Saved data entries
# # #

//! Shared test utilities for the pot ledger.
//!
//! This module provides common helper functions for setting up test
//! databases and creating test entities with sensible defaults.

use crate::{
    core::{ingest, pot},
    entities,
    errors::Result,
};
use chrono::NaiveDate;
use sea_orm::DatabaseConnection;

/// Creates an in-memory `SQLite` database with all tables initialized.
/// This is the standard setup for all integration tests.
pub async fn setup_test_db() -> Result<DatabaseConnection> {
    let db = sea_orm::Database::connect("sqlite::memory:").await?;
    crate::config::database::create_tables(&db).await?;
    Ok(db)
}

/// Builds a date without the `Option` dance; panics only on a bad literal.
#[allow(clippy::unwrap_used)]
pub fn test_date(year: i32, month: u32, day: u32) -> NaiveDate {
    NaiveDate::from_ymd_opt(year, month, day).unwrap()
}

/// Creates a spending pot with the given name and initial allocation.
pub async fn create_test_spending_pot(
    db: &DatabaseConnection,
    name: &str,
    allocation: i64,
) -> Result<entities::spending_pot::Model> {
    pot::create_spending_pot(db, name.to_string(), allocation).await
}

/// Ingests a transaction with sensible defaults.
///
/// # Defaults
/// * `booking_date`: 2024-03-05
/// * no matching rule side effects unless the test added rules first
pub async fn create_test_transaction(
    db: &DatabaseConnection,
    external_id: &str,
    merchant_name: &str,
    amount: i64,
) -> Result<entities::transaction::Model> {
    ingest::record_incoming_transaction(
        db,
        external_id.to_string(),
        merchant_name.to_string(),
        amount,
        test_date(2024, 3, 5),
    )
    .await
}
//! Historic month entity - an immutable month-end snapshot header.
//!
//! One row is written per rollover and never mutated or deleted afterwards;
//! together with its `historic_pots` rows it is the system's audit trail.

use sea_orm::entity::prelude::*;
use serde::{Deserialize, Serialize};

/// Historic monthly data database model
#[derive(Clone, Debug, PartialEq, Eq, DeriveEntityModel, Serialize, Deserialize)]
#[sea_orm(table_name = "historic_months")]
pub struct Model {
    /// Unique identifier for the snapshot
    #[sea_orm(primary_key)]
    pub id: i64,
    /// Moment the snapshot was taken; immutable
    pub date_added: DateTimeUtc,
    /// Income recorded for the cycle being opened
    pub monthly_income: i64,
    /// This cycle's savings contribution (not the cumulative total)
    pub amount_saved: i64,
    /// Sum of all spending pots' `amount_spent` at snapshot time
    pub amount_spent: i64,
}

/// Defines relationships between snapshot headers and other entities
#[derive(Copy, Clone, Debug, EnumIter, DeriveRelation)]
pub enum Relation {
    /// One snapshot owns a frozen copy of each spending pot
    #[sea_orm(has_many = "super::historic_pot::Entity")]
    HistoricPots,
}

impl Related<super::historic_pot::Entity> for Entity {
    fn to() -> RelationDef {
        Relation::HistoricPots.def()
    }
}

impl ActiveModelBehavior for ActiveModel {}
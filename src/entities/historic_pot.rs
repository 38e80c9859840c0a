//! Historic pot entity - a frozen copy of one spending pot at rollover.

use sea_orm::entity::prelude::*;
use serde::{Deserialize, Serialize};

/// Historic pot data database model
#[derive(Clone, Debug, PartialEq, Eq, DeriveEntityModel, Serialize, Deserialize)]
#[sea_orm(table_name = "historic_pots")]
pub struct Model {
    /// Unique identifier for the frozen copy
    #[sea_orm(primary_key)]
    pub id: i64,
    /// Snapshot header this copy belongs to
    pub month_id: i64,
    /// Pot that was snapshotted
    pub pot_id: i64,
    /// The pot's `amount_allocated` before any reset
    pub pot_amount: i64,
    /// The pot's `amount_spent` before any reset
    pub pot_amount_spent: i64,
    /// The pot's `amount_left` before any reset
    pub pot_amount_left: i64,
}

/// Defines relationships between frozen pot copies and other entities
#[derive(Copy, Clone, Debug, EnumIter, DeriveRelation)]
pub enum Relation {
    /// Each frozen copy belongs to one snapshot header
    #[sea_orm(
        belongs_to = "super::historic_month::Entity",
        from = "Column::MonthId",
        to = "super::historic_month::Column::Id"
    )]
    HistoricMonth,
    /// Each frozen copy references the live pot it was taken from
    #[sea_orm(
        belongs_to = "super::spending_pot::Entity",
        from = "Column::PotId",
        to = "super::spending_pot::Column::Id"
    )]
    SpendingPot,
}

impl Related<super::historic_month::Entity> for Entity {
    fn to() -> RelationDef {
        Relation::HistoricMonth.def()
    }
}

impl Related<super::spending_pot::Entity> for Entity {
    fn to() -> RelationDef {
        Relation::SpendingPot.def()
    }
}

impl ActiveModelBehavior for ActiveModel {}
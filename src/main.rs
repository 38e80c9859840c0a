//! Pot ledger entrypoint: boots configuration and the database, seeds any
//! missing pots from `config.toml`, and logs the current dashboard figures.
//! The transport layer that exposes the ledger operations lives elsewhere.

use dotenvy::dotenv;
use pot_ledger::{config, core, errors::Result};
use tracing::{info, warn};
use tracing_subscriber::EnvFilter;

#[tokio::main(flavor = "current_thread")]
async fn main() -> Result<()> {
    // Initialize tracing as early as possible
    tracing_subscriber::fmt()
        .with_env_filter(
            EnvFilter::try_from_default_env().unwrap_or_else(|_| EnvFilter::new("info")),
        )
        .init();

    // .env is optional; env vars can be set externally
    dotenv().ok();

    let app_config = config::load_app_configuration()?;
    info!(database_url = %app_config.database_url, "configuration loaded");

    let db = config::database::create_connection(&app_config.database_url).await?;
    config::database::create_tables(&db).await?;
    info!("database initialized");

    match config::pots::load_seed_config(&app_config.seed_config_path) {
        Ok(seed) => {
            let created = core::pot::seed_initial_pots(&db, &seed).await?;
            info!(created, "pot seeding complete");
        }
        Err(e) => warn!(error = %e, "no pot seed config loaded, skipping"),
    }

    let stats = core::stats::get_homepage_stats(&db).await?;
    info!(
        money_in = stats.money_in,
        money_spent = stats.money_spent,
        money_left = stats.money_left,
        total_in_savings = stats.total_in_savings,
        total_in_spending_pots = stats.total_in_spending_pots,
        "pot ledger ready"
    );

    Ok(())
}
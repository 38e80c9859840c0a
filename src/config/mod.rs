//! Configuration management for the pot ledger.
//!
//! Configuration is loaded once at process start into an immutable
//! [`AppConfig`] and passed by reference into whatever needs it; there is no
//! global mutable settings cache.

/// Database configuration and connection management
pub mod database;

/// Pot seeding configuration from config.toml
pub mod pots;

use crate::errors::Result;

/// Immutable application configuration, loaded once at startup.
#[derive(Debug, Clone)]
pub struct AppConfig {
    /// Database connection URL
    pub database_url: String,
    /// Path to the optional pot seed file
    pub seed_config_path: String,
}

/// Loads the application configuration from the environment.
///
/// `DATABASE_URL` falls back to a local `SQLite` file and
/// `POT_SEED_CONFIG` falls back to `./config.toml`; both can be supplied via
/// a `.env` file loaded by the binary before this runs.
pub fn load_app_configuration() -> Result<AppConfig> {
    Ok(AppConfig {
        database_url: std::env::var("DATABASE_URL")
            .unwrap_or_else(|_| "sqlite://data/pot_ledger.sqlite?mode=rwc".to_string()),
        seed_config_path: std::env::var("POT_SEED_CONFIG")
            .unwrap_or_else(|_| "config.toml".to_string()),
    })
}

# # #

Write out exactly the lines that fall from the line with "there is no" to the line with "pub struct AppConfig" in the records above, keeping both ends.

[Final answer]
//! [`AppConfig`] and passed by reference into whatever needs it; there is no
//! global mutable settings cache.

/// Database configuration and connection management
pub mod database;

/// Pot seeding configuration from config.toml
pub mod pots;

use crate::errors::Result;

/// Immutable application configuration, loaded once at startup.
#[derive(Debug, Clone)]
pub struct AppConfig {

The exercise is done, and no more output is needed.